“Yo ho, yo ho, a pirate’s life for me!” Rick Maxwell sings, dressed in a pirate’s outfit. No, it’s not Halloween, Maxwell is on the job. In 2005, Maxwell had a dream that he and his son were playing a board game. While many would have dismissed it as just a dream, the
Alexandria, Minn., father turned it into reality and created a board game called “Pickel the Pirate.”
“Pickel the Pirate” (yep, that’s the idiosyncratic spelling) is an educational game with age-appropriate questions about math, science, spelling, and rhyming for kids ages 4 and up. Players of different skill levels can use their own boxes of questions, so that a kindergartener, for example, can enjoy playing against a junior high student.

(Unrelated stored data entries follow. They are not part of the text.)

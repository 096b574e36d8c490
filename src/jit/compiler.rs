//! The JIT session.
//!
//! Owns the Cranelift `JITModule` and the record of which symbols are
//! already resident. Symbols the snapshot re-declares resolve against the
//! earlier materialization; unresolved references fall back to the host
//! process through the JIT builder's default lookup, so calls into the C
//! runtime link without registration.

use std::collections::HashMap;
use std::sync::Arc;

use cranelift_codegen::ir::UserFuncName;
use cranelift_codegen::isa::TargetIsa;
use cranelift_codegen::settings::{self, Configurable};
use cranelift_codegen::Context;
use cranelift_frontend::FunctionBuilderContext;
use cranelift_jit::{JITBuilder, JITModule};
use cranelift_module::{DataDescription, DataId, FuncId, Linkage, Module as _};
use tracing::debug;

use super::lower::{ir_signature, FunctionTranslator};
use super::{JitError, JitResult};
use crate::ir;

/// A live JIT session. Materialized symbols stay valid until the session is
/// dropped.
pub struct JitCompiler {
    module: JITModule,
    isa: Arc<dyn TargetIsa>,
    ctx: Context,
    builder_ctx: FunctionBuilderContext,
    /// Symbols with resident machine code, by IR symbol name.
    materialized: HashMap<String, FuncId>,
    /// Data objects already defined, by global name.
    defined_data: HashMap<String, DataId>,
}

impl JitCompiler {
    /// Create a session configured for the host, optimizing for speed.
    pub fn new() -> JitResult<Self> {
        let mut flag_builder = settings::builder();
        flag_builder
            .set("opt_level", "speed")
            .map_err(|e| JitError::Cranelift(e.to_string()))?;
        flag_builder
            .set("is_pic", "false")
            .map_err(|e| JitError::Cranelift(e.to_string()))?;

        let isa_builder =
            cranelift_native::builder().map_err(|msg| JitError::HostUnsupported(msg.to_string()))?;
        let isa = isa_builder
            .finish(settings::Flags::new(flag_builder))
            .map_err(|e| JitError::Cranelift(e.to_string()))?;

        let jit_builder =
            JITBuilder::with_isa(isa.clone(), cranelift_module::default_libcall_names());
        let module = JITModule::new(jit_builder);

        Ok(Self {
            module,
            isa,
            ctx: Context::new(),
            builder_ctx: FunctionBuilderContext::new(),
            materialized: HashMap::new(),
            defined_data: HashMap::new(),
        })
    }

    pub fn is_materialized(&self, name: &str) -> bool {
        self.materialized.contains_key(name)
    }

    /// Resident address of a materialized symbol.
    pub fn address_of(&self, name: &str) -> Option<usize> {
        self.materialized
            .get(name)
            .map(|id| self.module.get_finalized_function(*id) as usize)
    }

    /// Submit a snapshot module. Every symbol is declared; bodies are
    /// defined only for functions that are not yet resident. Returns the
    /// names that became resident in this submission.
    pub fn add_module(&mut self, snapshot: &ir::Module) -> JitResult<Vec<String>> {
        self.define_globals(snapshot)?;

        // Declare everything first so call sites can reference any symbol.
        let mut func_ids: HashMap<String, FuncId> = HashMap::new();
        let mut to_define: Vec<&ir::Function> = Vec::new();
        for func in snapshot.functions() {
            let sig = ir_signature(&func.signature, self.isa.as_ref())?;
            let resident = self.materialized.contains_key(&func.name);
            let linkage = if func.is_declaration() || resident {
                Linkage::Import
            } else {
                Linkage::Export
            };
            let id = self
                .module
                .declare_function(&func.name, linkage, &sig)
                .map_err(|e| JitError::Cranelift(e.to_string()))?;
            func_ids.insert(func.name.clone(), id);
            if !func.is_declaration() && !resident {
                to_define.push(func);
            }
        }

        let mut newly_defined: Vec<(String, FuncId)> = Vec::new();
        for func in to_define {
            let func_id = func_ids[&func.name];
            self.ctx.func.signature = ir_signature(&func.signature, self.isa.as_ref())?;
            self.ctx.func.name = UserFuncName::user(0, func_id.as_u32());

            {
                let translator = FunctionTranslator::new(
                    func,
                    snapshot,
                    &func_ids,
                    &self.defined_data,
                    self.isa.as_ref(),
                );
                translator.translate(
                    &mut self.module,
                    &mut self.ctx.func,
                    &mut self.builder_ctx,
                )?;
            }

            self.module
                .define_function(func_id, &mut self.ctx)
                .map_err(|e| JitError::Cranelift(format!("{}: {}", func.name, e)))?;
            self.module.clear_context(&mut self.ctx);
            debug!(symbol = %func.name, "defined in JIT");
            newly_defined.push((func.name.clone(), func_id));
        }

        self.module
            .finalize_definitions()
            .map_err(|e| JitError::Cranelift(e.to_string()))?;

        let mut names = Vec::new();
        for (name, id) in newly_defined {
            self.materialized.insert(name.clone(), id);
            names.push(name);
        }
        Ok(names)
    }

    /// Define data objects for initialized globals not yet resident.
    fn define_globals(&mut self, snapshot: &ir::Module) -> JitResult<()> {
        let mut names: Vec<&String> = snapshot.global_declarations.keys().collect();
        names.sort();
        let pending: Vec<&ir::GlobalDeclaration> = names
            .into_iter()
            .filter(|n| !self.defined_data.contains_key(*n))
            .filter_map(|n| snapshot.global_declarations.get(n))
            .collect();

        for global in pending {
            let bytes = match global_bytes(global) {
                Some(bytes) => bytes,
                None => {
                    return Err(JitError::Unsupported(format!(
                        "global '@{}' has an initializer the JIT cannot lay out",
                        global.name
                    )));
                }
            };
            let data_id = self
                .module
                .declare_data(&global.name, Linkage::Export, true, false)
                .map_err(|e| JitError::Cranelift(e.to_string()))?;
            let mut desc = DataDescription::new();
            desc.define(bytes.into_boxed_slice());
            self.module
                .define_data(data_id, &desc)
                .map_err(|e| JitError::Cranelift(e.to_string()))?;
            self.defined_data.insert(global.name.clone(), data_id);
        }
        Ok(())
    }
}

/// The byte image of a global: its literal initializer, or zeroes when
/// uninitialized. Only primitive and array-of-primitive globals are laid
/// out.
fn global_bytes(global: &ir::GlobalDeclaration) -> Option<Vec<u8>> {
    let size = flat_size(&global.ty)?;
    let mut bytes = vec![0u8; size];
    if let Some(init) = &global.initializer {
        let raw: u64 = match init {
            ir::Literal::F32(v) => v.to_bits() as u64,
            ir::Literal::F64(v) => v.to_bits(),
            other => other.as_i64()? as u64,
        };
        let n = match &global.ty {
            ir::Type::Primitive(p) => p.byte_size() as usize,
            _ => return None, // literal initializer for non-scalar global
        };
        bytes[..n].copy_from_slice(&raw.to_le_bytes()[..n]);
    }
    Some(bytes)
}

fn flat_size(ty: &ir::Type) -> Option<usize> {
    match ty {
        ir::Type::Primitive(p) => Some(p.byte_size() as usize),
        ir::Type::Array { element_type, size } => {
            Some(flat_size(element_type)? * (*size as usize))
        }
        _ => None,
    }
}

#[cfg(test)]
mod tests {
    use super::*;
    use crate::parser::parse_module;

    #[test]
    fn jit_compiler_creates() {
        let compiler = JitCompiler::new().expect("host supported");
        assert!(compiler.materialized.is_empty());
    }

    #[test]
    fn jit_compile_and_call_add() {
        let mut compiler = JitCompiler::new().unwrap();
        let module = parse_module(
            r#"
            fn @add2(i32 %a, i32 %b) -> i32 {
              entry:
                %s = add.i32 %a, %b
                ret.i32 %s
            }
        "#,
        )
        .unwrap();

        let defined = compiler.add_module(&module).unwrap();
        assert_eq!(defined, vec!["add2".to_string()]);

        let addr = compiler.address_of("add2").unwrap();
        assert_ne!(addr, 0);
        let f: extern "C" fn(i32, i32) -> i32 = unsafe { std::mem::transmute(addr) };
        assert_eq!(f(10, 32), 42);
    }

    #[test]
    fn jit_second_submission_links_not_redefines() {
        let mut compiler = JitCompiler::new().unwrap();
        let first = parse_module(
            r#"
            fn @base(i32 %x) -> i32 {
              entry:
                %r = add.i32 %x, 1
                ret.i32 %r
            }
        "#,
        )
        .unwrap();
        compiler.add_module(&first).unwrap();
        let base_addr = compiler.address_of("base").unwrap();

        // The second snapshot carries `base` demoted to a declaration.
        let second = parse_module(
            r#"
            decl @base(i32 %x) -> i32

            fn @twice(i32 %x) -> i32 {
              entry:
                %a = call @base(%x)
                %b = call @base(%a)
                ret.i32 %b
            }
        "#,
        )
        .unwrap();
        let defined = compiler.add_module(&second).unwrap();
        assert_eq!(defined, vec!["twice".to_string()]);
        // The first materialization is untouched.
        assert_eq!(compiler.address_of("base").unwrap(), base_addr);

        let f: extern "C" fn(i32) -> i32 = unsafe {
            std::mem::transmute(compiler.address_of("twice").unwrap())
        };
        assert_eq!(f(5), 7);
    }

    #[test]
    fn jit_control_flow_and_loop() {
        let mut compiler = JitCompiler::new().unwrap();
        let module = parse_module(
            r#"
            fn @sum_to(i32 %n) -> i32 {
              entry:
                jmp header
              header:
                %i = phi.i32 [0, entry], [%next, body]
                %acc = phi.i32 [0, entry], [%acc2, body]
                %c = lt.i32 %i, %n
                br %c, body, exit
              body:
                %acc2 = add.i32 %acc, %i
                %next = add.i32 %i, 1
                jmp header
              exit:
                ret.i32 %acc
            }
        "#,
        )
        .unwrap();
        compiler.add_module(&module).unwrap();
        let f: extern "C" fn(i32) -> i32 = unsafe {
            std::mem::transmute(compiler.address_of("sum_to").unwrap())
        };
        assert_eq!(f(10), 45);
        assert_eq!(f(0), 0);
    }

    #[test]
    fn jit_float_memory_traffic() {
        let mut compiler = JitCompiler::new().unwrap();
        let module = parse_module(
            r#"
            fn @scale(ptr %arr, i32 %n) -> void {
              entry:
                jmp header
              header:
                %i = phi.i32 [0, entry], [%next, body]
                %c = lt.i32 %i, %n
                br %c, body, exit
              body:
                %e = getelem.ptr %arr, %i, f32
                %v = load.f32 %e
                %v2 = mul.f32 %v, 2.0
                store.f32 %e, %v2
                %next = add.i32 %i, 1
                jmp header
              exit:
                ret.void
            }
        "#,
        )
        .unwrap();
        compiler.add_module(&module).unwrap();
        let f: extern "C" fn(*mut f32, i32) = unsafe {
            std::mem::transmute(compiler.address_of("scale").unwrap())
        };
        let mut data = vec![1.0f32; 8];
        f(data.as_mut_ptr(), 8);
        assert!(data.iter().all(|v| *v == 2.0));
    }

    #[test]
    fn jit_stack_slot_roundtrip() {
        let mut compiler = JitCompiler::new().unwrap();
        let module = parse_module(
            r#"
            fn @via_slot(i64 %x) -> i64 {
              entry:
                %slot = alloc.stack i64
                store.i64 %slot, %x
                %v = load.i64 %slot
                %r = add.i64 %v, 5
                ret.i64 %r
            }
        "#,
        )
        .unwrap();
        compiler.add_module(&module).unwrap();
        let f: extern "C" fn(i64) -> i64 = unsafe {
            std::mem::transmute(compiler.address_of("via_slot").unwrap())
        };
        assert_eq!(f(37), 42);
    }

    #[test]
    fn jit_global_data() {
        let mut compiler = JitCompiler::new().unwrap();
        let module = parse_module(
            r#"
            global @bias: i64 = 100

            fn @biased(i64 %x) -> i64 {
              entry:
                %b = load.i64 @bias
                %r = add.i64 %x, %b
                ret.i64 %r
            }
        "#,
        )
        .unwrap();
        compiler.add_module(&module).unwrap();
        let f: extern "C" fn(i64) -> i64 = unsafe {
            std::mem::transmute(compiler.address_of("biased").unwrap())
        };
        assert_eq!(f(1), 101);
    }
}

The game can be specialized by adding additional boxes of questions about nutrition, military deployment, diabetes, cancer, and mental health. While “Pickel the Pirate” is an educational game, it is also used in therapy. Maxwell explains, “With questions like, ‘How did you feel when…?’ the game helps kids deal with stress.”
Instead of competing with big game manufacturers for shelf space at retailers like Target, Maxwell partnered with the Army Air Force Exchange Services (AAFES), which operates retail stores for the armed forces. “Pickel the Pirate” is currently sold in AAFES stores on 84 bases around the world. With a retail price of $24.99, Maxwell has sold 12,000 games. “‘Pickel the Pirate’ is the number-one selling game in AAFES, and I want to make it the number-one product with the military,” he says.
Teachers also use the game in classrooms around the country, with the aid of Max’s Treasure Chest of Help, a nonprofit organization that provides school districts across the country with “Pickel the Pirate” games.
“The game is educational and fun,” Maxwell says. “The great thing is that kids are oblivious to the fact that they’re learning while playing the game.”